§ **Your instructions**:
Write out every entry word for word.

§ **Records provided**:
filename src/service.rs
pub mod server;
//! History assembly: stored messages into a provider-ready context.
//!
//! The assembler is a pure function. It defines exactly what the model
//! sees for a given transcript, so it is kept deterministic, side-effect
//! free, and tested in isolation.

use palaver_types::chat::ChatMessage;
use palaver_types::completion::PromptMessage;

/// System instruction prepended to every assembled context.
///
/// Never persisted: the stored transcript holds only `user` and
/// `assistant` turns, and this string is synthesized at read time.
pub const DEFAULT_SYSTEM_INSTRUCTION: &str =
    "You are a helpful assistant. Answer questions clearly and format any code in proper code blocks.";

/// Render a session's ordered message history into the role/content list
/// the completion provider expects.
///
/// The system instruction comes first, then every stored message's
/// role/content pair in the order given. No truncation, filtering, or
/// summarization.
pub fn assemble_context(system_instruction: &str, history: &[ChatMessage]) -> Vec<PromptMessage> {
    let mut context = Vec::with_capacity(history.len() + 1);
    context.push(PromptMessage::system(system_instruction));
    context.extend(history.iter().map(PromptMessage::from));
    context
}

#[cfg(test)]
mod tests {
    use super::*;
    use chrono::Utc;
    use palaver_types::chat::MessageRole;
    use palaver_types::completion::PromptRole;
    use uuid::Uuid;

    fn message(role: MessageRole, content: &str) -> ChatMessage {
        ChatMessage {
            id: Uuid::now_v7(),
            session_id: Uuid::now_v7(),
            role,
            content: content.to_string(),
            timestamp: Utc::now(),
        }
    }

    #[test]
    fn test_empty_history_yields_system_instruction_only() {
        let context = assemble_context(DEFAULT_SYSTEM_INSTRUCTION, &[]);
        assert_eq!(context.len(), 1);
        assert_eq!(context[0].role, PromptRole::System);
        assert_eq!(context[0].content, DEFAULT_SYSTEM_INSTRUCTION);
    }

    #[test]
    fn test_system_instruction_always_first() {
        let history = vec![
            message(MessageRole::User, "hello"),
            message(MessageRole::Assistant, "hi"),
        ];
        let context = assemble_context("be terse", &history);
        assert_eq!(context[0].role, PromptRole::System);
        assert_eq!(context[0].content, "be terse");
    }

    #[test]
    fn test_message_order_preserved() {
        let history = vec![
            message(MessageRole::User, "first"),
            message(MessageRole::Assistant, "second"),
            message(MessageRole::User, "third"),
        ];
        let context = assemble_context(DEFAULT_SYSTEM_INSTRUCTION, &history);
        assert_eq!(context.len(), 4);
        assert_eq!(context[1].content, "first");
        assert_eq!(context[1].role, PromptRole::User);
        assert_eq!(context[2].content, "second");
        assert_eq!(context[2].role, PromptRole::Assistant);
        assert_eq!(context[3].content, "third");
        assert_eq!(context[3].role, PromptRole::User);
    }

    #[test]
    fn test_content_passes_through_unmodified() {
        let content = "  raw\ntext with   spacing\tand symbols {}[]<> ";
        let history = vec![message(MessageRole::User, content)];
        let context = assemble_context(DEFAULT_SYSTEM_INSTRUCTION, &history);
        assert_eq!(context[1].content, content);
    }

    #[test]
    fn test_assembly_is_deterministic() {
        let history = vec![
            message(MessageRole::User, "one"),
            message(MessageRole::Assistant, "two"),
        ];
        let first = assemble_context(DEFAULT_SYSTEM_INSTRUCTION, &history);
        let second = assemble_context(DEFAULT_SYSTEM_INSTRUCTION, &history);
        assert_eq!(first, second);
    }
}
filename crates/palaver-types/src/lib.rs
//! Shared domain types for Palaver.
//!
//! This crate contains the core domain types used across the service:
//! chat sessions and messages, the provider-facing prompt types, the
//! configuration schema, and the error taxonomy.
//!
//! Zero infrastructure dependencies -- only serde, uuid, chrono, thiserror.

pub mod chat;
pub mod completion;
pub mod config;
pub mod error;
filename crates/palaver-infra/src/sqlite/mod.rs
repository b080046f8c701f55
//! SQLite storage layer.
//!
//! Repository implementation backed by SQLite with WAL mode and split
//! read/write connection pools.

pub mod chat;
pub mod pool;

§ **Reply to the exercise**:
filename src/service.rs
pub mod server;
//! History assembly: stored messages into a provider-ready context.
//!
//! The assembler is a pure function. It defines exactly what the model
//! sees for a given transcript, so it is kept deterministic, side-effect
//! free, and tested in isolation.

use palaver_types::chat::ChatMessage;
use palaver_types::completion::PromptMessage;

/// System instruction prepended to every assembled context.
///
/// Never persisted: the stored transcript holds only `user` and
/// `assistant` turns, and this string is synthesized at read time.
pub const DEFAULT_SYSTEM_INSTRUCTION: &str =
    "You are a helpful assistant. Answer questions clearly and format any code in proper code blocks.";

/// Render a session's ordered message history into the role/content list
/// the completion provider expects.
///
/// The system instruction comes first, then every stored message's
/// role/content pair in the order given. No truncation, filtering, or
/// summarization.
pub fn assemble_context(system_instruction: &str, history: &[ChatMessage]) -> Vec<PromptMessage> {
    let mut context = Vec::with_capacity(history.len() + 1);
    context.push(PromptMessage::system(system_instruction));
    context.extend(history.iter().map(PromptMessage::from));
    context
}

#[cfg(test)]
mod tests {
    use super::*;
    use chrono::Utc;
    use palaver_types::chat::MessageRole;
    use palaver_types::completion::PromptRole;
    use uuid::Uuid;

    fn message(role: MessageRole, content: &str) -> ChatMessage {
        ChatMessage {
            id: Uuid::now_v7(),
            session_id: Uuid::now_v7(),
            role,
            content: content.to_string(),
            timestamp: Utc::now(),
        }
    }

    #[test]
    fn test_empty_history_yields_system_instruction_only() {
        let context = assemble_context(DEFAULT_SYSTEM_INSTRUCTION, &[]);
        assert_eq!(context.len(), 1);
        assert_eq!(context[0].role, PromptRole::System);
        assert_eq!(context[0].content, DEFAULT_SYSTEM_INSTRUCTION);
    }

    #[test]
    fn test_system_instruction_always_first() {
        let history = vec![
            message(MessageRole::User, "hello"),
            message(MessageRole::Assistant, "hi"),
        ];
        let context = assemble_context("be terse", &history);
        assert_eq!(context[0].role, PromptRole::System);
        assert_eq!(context[0].content, "be terse");
    }

    #[test]
    fn test_message_order_preserved() {
        let history = vec![
            message(MessageRole::User, "first"),
            message(MessageRole::Assistant, "second"),
            message(MessageRole::User, "third"),
        ];
        let context = assemble_context(DEFAULT_SYSTEM_INSTRUCTION, &history);
        assert_eq!(context.len(), 4);
        assert_eq!(context[1].content, "first");
        assert_eq!(context[1].role, PromptRole::User);
        assert_eq!(context[2].content, "second");
        assert_eq!(context[2].role, PromptRole::Assistant);
        assert_eq!(context[3].content, "third");
        assert_eq!(context[3].role, PromptRole::User);
    }

    #[test]
    fn test_content_passes_through_unmodified() {
        let content = "  raw\ntext with   spacing\tand symbols {}[]<> ";
        let history = vec![message(MessageRole::User, content)];
        let context = assemble_context(DEFAULT_SYSTEM_INSTRUCTION, &history);
        assert_eq!(context[1].content, content);
    }

    #[test]
    fn test_assembly_is_deterministic() {
        let history = vec![
            message(MessageRole::User, "one"),
            message(MessageRole::Assistant, "two"),
        ];
        let first = assemble_context(DEFAULT_SYSTEM_INSTRUCTION, &history);
        let second = assemble_context(DEFAULT_SYSTEM_INSTRUCTION, &history);
        assert_eq!(first, second);
    }
}
filename crates/palaver-types/src/lib.rs
//! Shared domain types for Palaver.
//!
//! This crate contains the core domain types used across the service:
//! chat sessions and messages, the provider-facing prompt types, the
//! configuration schema, and the error taxonomy.
//!
//! Zero infrastructure dependencies -- only serde, uuid, chrono, thiserror.

pub mod chat;
pub mod completion;
pub mod config;
pub mod error;
filename crates/palaver-infra/src/sqlite/mod.rs
repository b080046f8c701f55
//! SQLite storage layer.
//!
//! Repository implementation backed by SQLite with WAL mode and split
//! read/write connection pools.

pub mod chat;
pub mod pool;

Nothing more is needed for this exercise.